Joe Landman bioclusters@bioinformatics.org
Tue, 08 Jun 2004 06:49:07 -0400


On Tue, 2004-06-08 at 04:57, Micha Bayer wrote:
> Thanks Chris, that's useful to know. 
> 
> What do you do when the target databases change in size (as they do with
> every update) - have you developed a formula for adjusting the runtimes
> then?

If you make observations across multiple query and database sizes, you
might be able to fit a functional form to it.  The problem of course is
that there are so many influencing factors.  The search is at least O(N)
in the number of sequences in the library.  Each query search is a
hashed version of the query word against the library, and this hash
generation is something like O(l) where l is the length of the query. 
The search is likely to be close to O(N*l).  

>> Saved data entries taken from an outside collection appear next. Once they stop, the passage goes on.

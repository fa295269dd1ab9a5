//! Containers of pending search nodes. Each search engine pairs one of these
//! with a [`crate::search::SearchSpace`]; the containers themselves know
//! nothing about states or plans.

use priority_queue::PriorityQueue;
use std::cmp::Reverse;
use std::collections::{BinaryHeap, VecDeque};
use std::hash::Hash;

/// A frontier whose order is fixed by insertion alone.
pub trait Frontier<T> {
    fn push(&mut self, item: T);

    fn pop(&mut self) -> Option<T>;

    fn len(&self) -> usize;

    fn is_empty(&self) -> bool {
        self.len() == 0
    }
}

/// Last in, first out.
#[derive(Debug, Clone)]
pub struct Stack<T> {
    items: Vec<T>,
}

impl<T> Stack<T> {
    pub fn new() -> Self {
        Self { items: vec![] }
    }
}

impl<T> Default for Stack<T> {
    fn default() -> Self {
        Self::new()
    }
}

impl<T> Frontier<T> for Stack<T> {
    fn push(&mut self, item: T) {
        self.items.push(item);
    }

    fn pop(&mut self) -> Option<T> {
        self.items.pop()
    }

    fn len(&self) -> usize {
        self.items.len()
    }
}

/// First in, first out.
#[derive(Debug, Clone)]
pub struct Queue<T> {
    items: VecDeque<T>,
}

impl<T> Queue<T> {
    pub fn new() -> Self {
        Self {
            items: VecDeque::new(),
        }
    }
}

impl<T> Default for Queue<T> {
    fn default() -> Self {
        Self::new()
    }
}

impl<T> Frontier<T> for Queue<T> {
    fn push(&mut self, item: T) {
        self.items.push_back(item);
    }

    fn pop(&mut self) -> Option<T> {
        self.items.pop_front()
    }

    fn len(&self) -> usize {
        self.items.len()
    }
}

/// Min-priority frontier holding each item at most once. Pushing an item
/// that is already present lowers its priority if the new one is smaller
/// (decrease-key) and is ignored otherwise. Equal priorities pop in the
/// order they were last pushed.
#[derive(Debug)]
pub struct PriorityFrontier<I, P>
where
    I: Hash + Eq,
    P: Ord + Copy,
{
    queue: PriorityQueue<I, Reverse<(P, u64)>>,
    next_sequence: u64,
}

impl<I, P> PriorityFrontier<I, P>
where
    I: Hash + Eq,
    P: Ord + Copy,
{
    pub fn new() -> Self {
        Self {
            queue: PriorityQueue::new(),
            next_sequence: 0,
        }
    }

    /// Returns whether the item was inserted or its priority lowered.
    pub fn push(&mut self, item: I, priority: P) -> bool {
        let current = self
            .queue
            .get_priority(&item)
            .map(|Reverse((current, _))| *current);
        match current {
            Some(current) if current <= priority => false,
            Some(_) => {
                let sequence = self.sequence();
                self.queue
                    .change_priority(&item, Reverse((priority, sequence)));
                true
            }
            None => {
                let sequence = self.sequence();
                self.queue.push(item, Reverse((priority, sequence)));
                true
            }
        }
    }

    pub fn pop(&mut self) -> Option<(I, P)> {
        self.queue
            .pop()
            .map(|(item, Reverse((priority, _)))| (item, priority))
    }

    pub fn priority(&self, item: &I) -> Option<P> {
        self.queue
            .get_priority(item)
            .map(|Reverse((priority, _))| *priority)
    }

    pub fn contains(&self, item: &I) -> bool {
        self.queue.get(item).is_some()
    }

    pub fn len(&self) -> usize {
        self.queue.len()
    }

    pub fn is_empty(&self) -> bool {
        self.queue.is_empty()
    }

    fn sequence(&mut self) -> u64 {
        let sequence = self.next_sequence;
        self.next_sequence += 1;
        sequence
    }
}

impl<I, P> Default for PriorityFrontier<I, P>
where
    I: Hash + Eq,
    P: Ord + Copy,
{
    fn default() -> Self {
        Self::new()
    }
}

/// Min-priority frontier that keeps duplicates. Callers skip entries that
/// have gone stale when they pop them. Equal priorities pop in insertion
/// order.
#[derive(Debug)]
pub struct HeapFrontier<I: Ord, P: Ord> {
    heap: BinaryHeap<Reverse<(P, u64, I)>>,
    next_sequence: u64,
}

impl<I: Ord, P: Ord> HeapFrontier<I, P> {
    pub fn new() -> Self {
        Self {
            heap: BinaryHeap::new(),
            next_sequence: 0,
        }
    }

    pub fn push(&mut self, item: I, priority: P) {
        self.heap
            .push(Reverse((priority, self.next_sequence, item)));
        self.next_sequence += 1;
    }

    pub fn pop(&mut self) -> Option<(I, P)> {
        self.heap
            .pop()
            .map(|Reverse((priority, _, item))| (item, priority))
    }

    pub fn len(&self) -> usize {
        self.heap.len()
    }

    pub fn is_empty(&self) -> bool {
        self.heap.is_empty()
    }
}

impl<I: Ord, P: Ord> Default for HeapFrontier<I, P> {
    fn default() -> Self {
        Self::new()
    }
}
//! The search engines. Each one is available as a [`SearchEngine`] built
//! from a [`SearchEngineName`], and as a plain function returning the plan.

mod astar;
mod bfs;
mod dfs;
mod search_engine;
mod ucs;

pub use astar::Astar;
pub use bfs::Bfs;
pub use dfs::Dfs;
pub use search_engine::{SearchEngine, SearchEngineName, SearchResult};
pub use ucs::Ucs;

use crate::search::{Heuristic, Plan, SearchProblem};

/// Returns the empty plan if no goal is reachable.
pub fn depth_first_search<P: SearchProblem>(problem: &mut P) -> Plan {
    Dfs::new().search(problem).0.into_plan()
}

/// Returns the empty plan if no goal is reachable.
pub fn breadth_first_search<P: SearchProblem>(problem: &mut P) -> Plan {
    Bfs::new().search(problem).0.into_plan()
}

/// Returns the empty plan if no goal is reachable.
pub fn uniform_cost_search<P: SearchProblem>(problem: &mut P) -> Plan {
    Ucs::new().search(problem).0.into_plan()
}

/// Returns the empty plan if no goal is reachable.
pub fn a_star_search<P: SearchProblem>(problem: &mut P, heuristic: &mut dyn Heuristic<P>) -> Plan {
    astar::a_star(problem, heuristic).0.into_plan()
}
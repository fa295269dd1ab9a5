use crate::search::Direction;
use crate::world::Position;
use std::path::PathBuf;
use thiserror::Error;

#[derive(Debug, Error)]
pub enum LayoutError {
    #[error("failed to read layout {path}: {source}")]
    Io {
        path: PathBuf,
        #[source]
        source: std::io::Error,
    },
    #[error("layout {name} cannot be found under {root}")]
    NotFound { name: String, root: PathBuf },
    #[error("layout is empty")]
    Empty,
    #[error("layout has no rescuer start position ('R')")]
    NoRescuer,
}

#[derive(Debug, Error)]
pub enum PlanParseError {
    #[error("failed to read plan {path}: {source}")]
    Io {
        path: PathBuf,
        #[source]
        source: std::io::Error,
    },
    #[error("expected a direction at line {line}, column {column}, found {found:?}")]
    Unexpected {
        line: u32,
        column: usize,
        found: String,
    },
}

/// Raised by the world model while executing a plan, never by the search
/// itself.
#[derive(Debug, Clone, PartialEq, Eq, Error)]
pub enum MissionError {
    #[error("illegal action {action} from {position}")]
    IllegalAction {
        action: Direction,
        position: Position,
    },
    #[error("cannot act in a finished mission")]
    MissionOver,
}

#[derive(Debug, Error)]
pub enum ConfigError {
    #[error("failed to read mission file {path}: {source}")]
    Io {
        path: PathBuf,
        #[source]
        source: std::io::Error,
    },
    #[error("invalid mission file: {0}")]
    Toml(#[from] toml::de::Error),
    #[error("unknown {kind} name {name:?}, expected one of: {expected}")]
    UnknownName {
        kind: &'static str,
        name: String,
        expected: String,
    },
    #[error("invalid duration {value:?} for `{setting}`: {source}")]
    Duration {
        setting: &'static str,
        value: String,
        #[source]
        source: humantime::DurationError,
    },
    #[error("missing required setting `{0}`")]
    Missing(&'static str),
    #[error(transparent)]
    Layout(#[from] LayoutError),
}

impl ConfigError {
    pub(crate) fn unknown_name(kind: &'static str, name: &str, expected: &[&str]) -> Self {
        ConfigError::UnknownName {
            kind,
            name: name.to_owned(),
            expected: expected.join(", "),
        }
    }
}
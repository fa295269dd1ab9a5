mod distance_heuristics;
mod heuristic;
mod heuristic_cache;
mod survivor_heuristic;
mod zero_heuristic;

pub use distance_heuristics::{EuclideanHeuristic, ManhattanHeuristic};
pub use heuristic::{Heuristic, HeuristicName, HeuristicValue};
pub use heuristic_cache::HeuristicCache;
pub use survivor_heuristic::{SurvivorHeuristic, TargetCounting};
pub use zero_heuristic::ZeroHeuristic;
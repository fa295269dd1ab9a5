//! Parser for rescue-area layout text. Each line is one row of the map, the
//! first line being the northernmost row:
//!
//! ```text
//! %  wall            S  survivor         R  rescuer start
//! .  floor (cost 1)  ~  water (cost 2)   ^  rubble (cost 3)   *  fire (cost 5)
//! ```
//!
//! Every other character is plain floor.

use crate::parsers::{ParseResult, Span};
use crate::world::Terrain;
use nom::{
    bytes::complete::take_till,
    character::complete::line_ending,
    combinator::map,
    multi::separated_list0,
};

/// One cell of a layout exactly as written, before any coordinate handling.
#[derive(Debug, Clone, Copy, PartialEq, Eq)]
pub enum LayoutCell {
    Wall,
    Survivor,
    Rescuer,
    Ground(Terrain),
}

impl LayoutCell {
    pub fn from_symbol(symbol: char) -> Self {
        match symbol {
            '%' => LayoutCell::Wall,
            'S' => LayoutCell::Survivor,
            'R' => LayoutCell::Rescuer,
            other => LayoutCell::Ground(Terrain::from_symbol(other)),
        }
    }
}

fn row_cells(row: Span) -> Vec<LayoutCell> {
    row.fragment()
        .trim_end()
        .chars()
        .map(LayoutCell::from_symbol)
        .collect()
}

/// Parses a single row up to (not including) the line ending. Trailing
/// whitespace is dropped.
pub fn parse_layout_row<'a, T: Into<Span<'a>>>(input: T) -> ParseResult<'a, Vec<LayoutCell>> {
    map(take_till(|c| c == '\r' || c == '\n'), row_cells)(input.into())
}

/// Parses all rows of a layout, top row first. Empty lines are skipped; a
/// line of spaces is a row of floor.
pub fn parse_layout<'a, T: Into<Span<'a>>>(input: T) -> ParseResult<'a, Vec<Vec<LayoutCell>>> {
    map(
        separated_list0(line_ending, take_till(|c| c == '\r' || c == '\n')),
        |lines: Vec<Span<'a>>| {
            lines
                .into_iter()
                .filter(|line| !line.fragment().is_empty())
                .map(row_cells)
                .collect()
        },
    )(input.into())
}
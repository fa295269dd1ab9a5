use crate::search::{Cost, HeuristicValue};
use ordered_float::Float;
use std::time::{Duration, Instant};
use tracing::{debug, info};

const PROGRESS_LOG_INTERVAL: Duration = Duration::from_secs(10);

#[derive(Debug)]
pub struct SearchStatistics {
    /// Number of nodes expanded
    expanded_nodes: usize,
    /// Number of nodes evaluated by a heuristic
    evaluated_nodes: usize,
    /// Number of unique nodes generated
    generated_nodes: usize,
    /// Number of nodes whose path cost was lowered after they were opened
    reopened_nodes: usize,
    /// Best heuristic value found so far
    best_heuristic_value: HeuristicValue,
    /// Cost of the plan found, if any
    plan_cost: Option<Cost>,
    /// Time when the search started
    search_start_time: Instant,
    /// Time when the last log was printed, used for periodic logging
    last_log_time: Instant,
    /// Set by [`SearchStatistics::finalise_search`]
    search_duration: Option<Duration>,
}

impl Default for SearchStatistics {
    fn default() -> Self {
        Self::new()
    }
}

impl SearchStatistics {
    pub fn new() -> Self {
        debug!("starting search");
        Self {
            expanded_nodes: 0,
            evaluated_nodes: 0,
            generated_nodes: 0,
            reopened_nodes: 0,
            best_heuristic_value: HeuristicValue::infinity(),
            plan_cost: None,
            search_start_time: Instant::now(),
            last_log_time: Instant::now(),
            search_duration: None,
        }
    }

    pub fn register_heuristic_value(&mut self, heuristic_value: HeuristicValue) {
        if heuristic_value < self.best_heuristic_value {
            self.best_heuristic_value = heuristic_value;
            debug!(best_heuristic_value = self.best_heuristic_value.into_inner());
        }
    }

    pub fn register_plan_cost(&mut self, cost: Cost) {
        self.plan_cost = Some(cost);
    }

    pub fn increment_expanded_nodes(&mut self) {
        self.expanded_nodes += 1;
        self.log_if_needed();
    }

    pub fn increment_evaluated_nodes(&mut self) {
        self.evaluated_nodes += 1;
        self.log_if_needed();
    }

    pub fn increment_generated_nodes(&mut self, num_nodes: usize) {
        self.generated_nodes += num_nodes;
        self.log_if_needed();
    }

    pub fn increment_reopened_nodes(&mut self) {
        self.reopened_nodes += 1;
        self.log_if_needed();
    }

    pub fn expanded_nodes(&self) -> usize {
        self.expanded_nodes
    }

    pub fn evaluated_nodes(&self) -> usize {
        self.evaluated_nodes
    }

    pub fn generated_nodes(&self) -> usize {
        self.generated_nodes
    }

    pub fn reopened_nodes(&self) -> usize {
        self.reopened_nodes
    }

    pub fn plan_cost(&self) -> Option<Cost> {
        self.plan_cost
    }

    /// Wall-clock time of the search so far, or of the whole search once it
    /// has been finalised.
    pub fn search_duration(&self) -> Duration {
        self.search_duration
            .unwrap_or_else(|| self.search_start_time.elapsed())
    }

    fn log_if_needed(&mut self) {
        if self.last_log_time.elapsed() > PROGRESS_LOG_INTERVAL {
            self.last_log_time = Instant::now();
            info!(
                expanded_nodes = self.expanded_nodes,
                generated_nodes = self.generated_nodes,
                elapsed = %humantime::format_duration(self.search_start_time.elapsed()),
                "search progress"
            );
        }
    }

    /// Stops the clock and logs the final counters.
    pub fn finalise_search(&mut self) {
        let duration = self.search_start_time.elapsed();
        self.search_duration = Some(duration);
        info!(
            expanded_nodes = self.expanded_nodes,
            evaluated_nodes = self.evaluated_nodes,
            generated_nodes = self.generated_nodes,
            reopened_nodes = self.reopened_nodes,
            plan_cost = ?self.plan_cost,
            search_duration = duration.as_secs_f64(),
            "search finished"
        );
    }
}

You could construct a very simple time estimator model

	Time(t,l[i])	= (a*(N_seq))*(b[i]*l[i])

and fit your data to it.  N_seq are the number of sequences in the
database, l[i] is the length of the i th query sequence.  The problem is
that you will have many b[i]'s.  You would want to try a case where you
had N_seq=1 and a few others to place constraints on some of the
constants.

Even then, after a good fit, there are still multiple factors that would
influence run time.  The biggest factor would be the index database size
as compared to the available memory size.  If you overflow local ram,
the mmap function will flush pages, and you will introduce disk I/O for
your indices, which could be a significant performance inhibitor,
depending upon how much I/O is needed.

To alleviate this, use the "-v N" switch on formatdb, where N is a size
in MB.  This fragments the database index into approximately N megabyte
size segments.  This gives you a similar effect to the optimization
technique named "blocking".

> 
> Also, what is runtime in this context - CPU time or walltime?

Should be wall time.

> 
> Since I wrote the original message I have run a few test runs myself and
> I have actually found that the size of the target database is a much
> stronger predictor of the wall time the job takes than the query size.
> Times seem pretty consistent across different length queries run against
> the same target (I randomly generate my test queries now).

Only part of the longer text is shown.